Wednesday, 27 June 2018

Stop With The Fat Hate!: Fat Shaming & Social Media



Can we talk about how much of an everyday occurrence fat shaming is becoming?

Because it seems to me like I can't even scroll through Facebook anymore without coming across someone who thinks it's acceptable to use body shaming language or openly pass judgements on bigger people - and frankly, I'm SICK of it.

Whether it's "snappy" hashtags added on to fitness posts, "hilarious" memes or just outright cruel comments posted on publically shared images of fat strangers - I feel as though it's everywhere I turn.

And whilst it's absolutely true that body shaming and body confidence issues are not limited only to bigger people, there is really no other body type that is so consistently and openly used as the butt of all jokes as fat people are.

Whether it's in movies, magazines, or on social media - fat people are always the punch line. We are fair game to be on the receiving end of whatever insult or "funny" joke people see fit to make, and we'd better not dare to mention that this sort of behaviour is cruel or wrong - because our existence as fat people means we're somehow less than human. We're not worth the same amount of respect or decency that you'd afford to a thinner person.

Well I'm done.

The truth is, when you share a fat shaming image on social media - whether you created it yourself or not - YOU are being cruel.

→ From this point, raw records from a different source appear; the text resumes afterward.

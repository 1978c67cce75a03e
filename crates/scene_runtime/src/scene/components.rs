//! Scene components
//!
//! Plain data attached to entities through the scene's stores. Each s72-backed
//! component knows how to read itself from its JSON object; the builder decides
//! when to build one and when to alias an existing instance.

use crate::assets::IndexRange;
use crate::ecs::{Component, Entity, EntityId};
use crate::foundation::math::{utils, Mat4, Mat4Ext, Quaternion, Transform, Vec3};
use crate::json::{JsonError, Object, Value};

use super::bounds::Bounds;

/// Graph node: local transform plus first-child / next-sibling / parent links
#[derive(Debug, Clone, PartialEq)]
pub struct SceneNode {
    /// Name of the NODE object this was built from
    pub name: String,
    /// Owning entity and its flags
    pub entity: Entity,
    /// Local transform relative to the parent
    pub transform: Transform,
    /// First child
    pub child: Option<EntityId>,
    /// Next node at the same level
    pub sibling: Option<EntityId>,
    /// Parent, for walking up to the root
    pub parent: Option<EntityId>,
}

impl SceneNode {
    /// Unlinked node with an identity transform
    pub fn new(name: impl Into<String>, entity: Entity) -> Self {
        Self {
            name: name.into(),
            entity,
            transform: Transform::default(),
            child: None,
            sibling: None,
            parent: None,
        }
    }

    /// Read `translation`, `rotation` (x, y, z, w) and `scale`; absent keys keep defaults
    pub fn read_transform(&mut self, obj: &Object) -> Result<(), JsonError> {
        if obj.contains_key("translation") {
            self.transform.translation = Vec3::from(obj.floats_n::<3>("translation")?);
        }
        if obj.contains_key("rotation") {
            let [x, y, z, w] = obj.floats_n::<4>("rotation")?;
            self.transform.rotation = utils::rotation_or_identity(Quaternion::new(w, x, y, z));
        }
        if obj.contains_key("scale") {
            self.transform.scale = Vec3::from(obj.floats_n::<3>("scale")?);
        }
        Ok(())
    }
}

/// Loaded mesh: where its indices live in the shared buffer and how big it is
#[derive(Debug, Clone, PartialEq)]
pub struct Mesh {
    /// Mesh-local bounding box
    pub bounds: Bounds,
    /// Index range in the shared index buffer
    pub range: IndexRange,
    /// Slot of the mesh's material in the material store
    pub material: Option<usize>,
    /// First of 8 bounds-corner vertices, when debug wireframes are on
    pub debug_vertex_offset: Option<u32>,
}

/// Perspective camera parameters
#[derive(Debug, Clone, Copy, PartialEq)]
pub struct Camera {
    /// Width over height
    pub aspect: f32,
    /// Vertical field of view in radians
    pub vfov: f32,
    /// Near clip distance
    pub near: f32,
    /// Far clip distance
    pub far: f32,
}

impl Default for Camera {
    fn default() -> Self {
        Self {
            aspect: 1.777_77,
            vfov: 1.047_19,
            near: 0.1,
            far: 100.0,
        }
    }
}

impl Camera {
    /// Read the optional `perspective` block; missing fields keep defaults
    pub fn from_json(obj: &Object) -> Result<Self, JsonError> {
        let mut camera = Self::default();
        if let Some(perspective) = obj.get("perspective") {
            let perspective = perspective.as_object()?;
            camera.aspect = perspective.f32_or("aspect", camera.aspect)?;
            camera.vfov = perspective.f32_or("vfov", camera.vfov)?;
            camera.near = perspective.f32_or("near", camera.near)?;
            camera.far = perspective.f32_or("far", camera.far)?;
        }
        Ok(camera)
    }

    /// Projection matrix
    pub fn projection(&self) -> Mat4 {
        Mat4::perspective(self.vfov, self.aspect, self.near, self.far)
    }

    /// Check the parameters describe a usable frustum
    pub fn validate(&self) -> Result<(), String> {
        if self.aspect <= 0.0 {
            return Err(format!("aspect must be positive, got {}", self.aspect));
        }
        if self.vfov <= 0.0 || self.vfov >= std::f32::consts::PI {
            return Err(format!("vfov must be in (0, pi), got {}", self.vfov));
        }
        if self.near <= 0.0 || self.far <= self.near {
            return Err(format!("need 0 < near < far, got near {} far {}", self.near, self.far));
        }
        Ok(())
    }
}

/// Constant value or texture reference
#[derive(Debug, Clone, PartialEq)]
pub enum MaterialValue<T> {
    /// Uniform value
    Constant(T),
    /// Texture file name
    Texture(String),
}

impl MaterialValue<Vec3> {
    fn read(obj: &Object, key: &str, default: Vec3) -> Result<Self, JsonError> {
        match obj.get(key) {
            None => Ok(Self::Constant(default)),
            Some(Value::Object(texture)) => Ok(Self::Texture(texture.string("src")?.to_string())),
            Some(_) => Ok(Self::Constant(Vec3::from(obj.floats_n::<3>(key)?))),
        }
    }
}

impl MaterialValue<f32> {
    fn read(obj: &Object, key: &str, default: f32) -> Result<Self, JsonError> {
        match obj.get(key) {
            None => Ok(Self::Constant(default)),
            Some(Value::Object(texture)) => Ok(Self::Texture(texture.string("src")?.to_string())),
            Some(value) => Ok(Self::Constant(value.as_f32()?)),
        }
    }
}

/// Shading model of a material
#[derive(Debug, Clone, PartialEq)]
pub enum MaterialKind {
    /// Vertex colors, no lighting model
    Simple,
    /// Diffuse only
    Lambertian {
        /// Base color
        albedo: MaterialValue<Vec3>,
    },
    /// Metallic-roughness
    Pbr {
        /// Base color
        albedo: MaterialValue<Vec3>,
        /// Roughness in `[0, 1]`
        roughness: MaterialValue<f32>,
        /// Metalness in `[0, 1]`
        metalness: MaterialValue<f32>,
    },
    /// Perfect reflector of the environment
    Mirror,
    /// Displays the environment in the normal direction
    Environment,
}

/// Surface description shared by meshes
#[derive(Debug, Clone, PartialEq)]
pub struct Material {
    /// Shading model
    pub kind: MaterialKind,
    /// Tangent-space normal map
    pub normal_map: Option<String>,
    /// Height map
    pub displacement_map: Option<String>,
}

impl Default for Material {
    fn default() -> Self {
        Self {
            kind: MaterialKind::Simple,
            normal_map: None,
            displacement_map: None,
        }
    }
}

impl Material {
    /// Read a MATERIAL object
    pub fn from_json(obj: &Object) -> Result<Self, JsonError> {
        let white = Vec3::repeat(1.0);
        let kind = if let Some(pbr) = obj.get("pbr") {
            let pbr = pbr.as_object()?;
            MaterialKind::Pbr {
                albedo: MaterialValue::<Vec3>::read(pbr, "albedo", white)?,
                roughness: MaterialValue::<f32>::read(pbr, "roughness", 1.0)?,
                metalness: MaterialValue::<f32>::read(pbr, "metalness", 0.0)?,
            }
        } else if let Some(lambertian) = obj.get("lambertian") {
            MaterialKind::Lambertian {
                albedo: MaterialValue::<Vec3>::read(lambertian.as_object()?, "albedo", white)?,
            }
        } else if obj.contains_key("mirror") {
            MaterialKind::Mirror
        } else if obj.contains_key("environment") {
            MaterialKind::Environment
        } else {
            MaterialKind::Simple
        };

        let texture_src = |key: &str| -> Result<Option<String>, JsonError> {
            obj.get(key)
                .map(|v| v.as_object().and_then(|t| t.string("src")).map(str::to_string))
                .transpose()
        };

        Ok(Self {
            kind,
            normal_map: texture_src("normalMap")?,
            displacement_map: texture_src("displacementMap")?,
        })
    }
}

/// Emitter shape
#[derive(Debug, Clone, Copy, PartialEq)]
pub enum LightKind {
    /// Directional light along the node's -Z
    Sun {
        /// Angular diameter in radians
        angle: f32,
        /// Irradiance in W/m^2
        strength: f32,
    },
    /// Spherical area light
    Sphere {
        /// Sphere radius
        radius: f32,
        /// Emitted power in W
        power: f32,
        /// Influence cutoff distance
        limit: Option<f32>,
    },
    /// Sphere light restricted to a cone along -Z
    Spot {
        /// Sphere radius
        radius: f32,
        /// Emitted power in W
        power: f32,
        /// Full cone angle in radians
        fov: f32,
        /// Fraction of the cone used for falloff
        blend: f32,
        /// Influence cutoff distance
        limit: Option<f32>,
    },
}

/// Light source
#[derive(Debug, Clone, Copy, PartialEq)]
pub struct Light {
    /// Color multiplier
    pub tint: Vec3,
    /// Shadow map resolution, 0 for no shadows
    pub shadow: u32,
    /// Emitter shape
    pub kind: LightKind,
}

impl Light {
    /// Read a LIGHT object; exactly one of `sun`, `sphere` or `spot` is expected
    pub fn from_json(obj: &Object) -> Result<Self, JsonError> {
        let tint = if obj.contains_key("tint") {
            Vec3::from(obj.floats_n::<3>("tint")?)
        } else {
            Vec3::repeat(1.0)
        };
        let shadow = obj.get("shadow").map_or(Ok(0), |v| v.as_number()?.as_u32())?;
        let limit = |o: &Object| o.get("limit").map(Value::as_f32).transpose();

        let kind = if let Some(sun) = obj.get("sun") {
            let sun = sun.as_object()?;
            LightKind::Sun {
                angle: sun.f32("angle")?,
                strength: sun.f32("strength")?,
            }
        } else if let Some(sphere) = obj.get("sphere") {
            let sphere = sphere.as_object()?;
            LightKind::Sphere {
                radius: sphere.f32("radius")?,
                power: sphere.f32("power")?,
                limit: limit(sphere)?,
            }
        } else if let Some(spot) = obj.get("spot") {
            let spot = spot.as_object()?;
            LightKind::Spot {
                radius: spot.f32("radius")?,
                power: spot.f32("power")?,
                fov: spot.f32("fov")?,
                blend: spot.f32("blend")?,
                limit: limit(spot)?,
            }
        } else {
            return Err(JsonError::MissingKey("sun|sphere|spot".to_string()));
        };

        Ok(Self { tint, shadow, kind })
    }
}

/// Image-based lighting source
#[derive(Debug, Clone, PartialEq)]
pub struct Environment {
    /// Radiance texture file
    pub radiance: String,
    /// Texture layout, usually `"cube"`
    pub layout: String,
    /// Pixel encoding, e.g. `"rgbe"`
    pub format: String,
}

impl Environment {
    /// Read an ENVIRONMENT object
    pub fn from_json(obj: &Object) -> Result<Self, JsonError> {
        let radiance = obj.object("radiance")?;
        let optional = |key: &str, default: &str| -> Result<String, JsonError> {
            radiance
                .get(key)
                .map_or(Ok(default), Value::as_string)
                .map(str::to_string)
        };
        Ok(Self {
            radiance: radiance.string("src")?.to_string(),
            layout: optional("type", "cube")?,
            format: optional("format", "linear")?,
        })
    }
}

impl Component for SceneNode {}
impl Component for Mesh {}
impl Component for Camera {}
impl Component for Material {}
impl Component for Light {}
impl Component for Environment {}

#[cfg(test)]
mod tests {
    use super::*;
    use crate::config::ValidationLevel;
    use crate::ecs::World;
    use crate::foundation::math::Quat;
    use crate::json::parse;
    use approx::assert_relative_eq;

    fn object(text: &str) -> Object {
        parse(text, ValidationLevel::Checked)
            .unwrap()
            .as_object()
            .unwrap()
            .clone()
    }

    #[test]
    fn test_node_transform_defaults_and_overrides() {
        let mut world = World::new();
        let mut node = SceneNode::new("n", world.create_entity());
        node.read_transform(&object(r#"{"translation": [1, 2, 3], "rotation": [0, 0, 1, 0]}"#))
            .unwrap();
        assert_eq!(node.transform.translation, Vec3::new(1.0, 2.0, 3.0));
        assert_eq!(node.transform.scale, Vec3::repeat(1.0));
        // (x, y, z, w) = (0, 0, 1, 0) is a half turn about Z
        let rotated = node.transform.rotation * Vec3::x();
        assert_relative_eq!(rotated, Vec3::new(-1.0, 0.0, 0.0), epsilon = 1e-6);
    }

    #[test]
    fn test_zero_rotation_reads_as_identity() {
        let mut world = World::new();
        let mut node = SceneNode::new("n", world.create_entity());
        node.read_transform(&object(r#"{"rotation": [0, 0, 0, 0]}"#)).unwrap();
        assert_eq!(node.transform.rotation, Quat::identity());
        assert!(node.transform.local_to_parent().iter().all(|v| v.is_finite()));
    }

    #[test]
    fn test_camera_defaults_and_perspective() {
        let camera = Camera::from_json(&object(r#"{"perspective": {"aspect": 1.5, "near": 0.5}}"#))
            .unwrap();
        assert_relative_eq!(camera.aspect, 1.5);
        assert_relative_eq!(camera.near, 0.5);
        assert_relative_eq!(camera.vfov, Camera::default().vfov);
        assert!(camera.validate().is_ok());
    }

    #[test]
    fn test_camera_validate_rejects_inverted_clip() {
        let camera = Camera {
            near: 10.0,
            far: 1.0,
            ..Camera::default()
        };
        assert!(camera.validate().is_err());
    }

    #[test]
    fn test_material_kinds() {
        let pbr = Material::from_json(&object(
            r#"{"pbr": {"albedo": {"src": "wood.png"}, "roughness": 0.25}, "normalMap": {"src": "n.png"}}"#,
        ))
        .unwrap();
        assert_eq!(
            pbr.kind,
            MaterialKind::Pbr {
                albedo: MaterialValue::Texture("wood.png".into()),
                roughness: MaterialValue::Constant(0.25),
                metalness: MaterialValue::Constant(0.0),
            }
        );
        assert_eq!(pbr.normal_map.as_deref(), Some("n.png"));

        let simple = Material::from_json(&object(r#"{"simple": {}}"#)).unwrap();
        assert_eq!(simple.kind, MaterialKind::Simple);
        let mirror = Material::from_json(&object(r#"{"mirror": {}}"#)).unwrap();
        assert_eq!(mirror.kind, MaterialKind::Mirror);
    }

    #[test]
    fn test_light_kinds() {
        let spot = Light::from_json(&object(
            r#"{"tint": [1, 0.5, 0.5], "shadow": 256, "spot": {"radius": 0.1, "power": 50, "fov": 0.8, "blend": 0.2}}"#,
        ))
        .unwrap();
        assert_eq!(spot.shadow, 256);
        assert!(matches!(spot.kind, LightKind::Spot { limit: None, .. }));

        let missing = Light::from_json(&object(r#"{"tint": [1, 1, 1]}"#));
        assert!(missing.is_err());
    }

    #[test]
    fn test_environment_reads_radiance() {
        let env = Environment::from_json(&object(
            r#"{"radiance": {"src": "sky.png", "type": "cube", "format": "rgbe"}}"#,
        ))
        .unwrap();
        assert_eq!(env.radiance, "sky.png");
        assert_eq!(env.format, "rgbe");
    }
}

You are adding to the problem.

When you choose to share your latest weight loss photograph along with a hashtag such as "#FatBitchBeGone" or "#LookAtTheStateOfMeThen" - You are adding to the problem. By all means, share your weight loss photos! Be proud of your achievements! But do it WITHOUT hating on fat bodies in the process.

And when you choose to comment on a photograph or video of somebody else, and you bring up their size in a negative way...using slurs and swear words and even threats of violence, you are being cruel, heartless and you are adding to the ugliness in the world.

And excuse me for just not being able to comprehend why anybody would want to do that?!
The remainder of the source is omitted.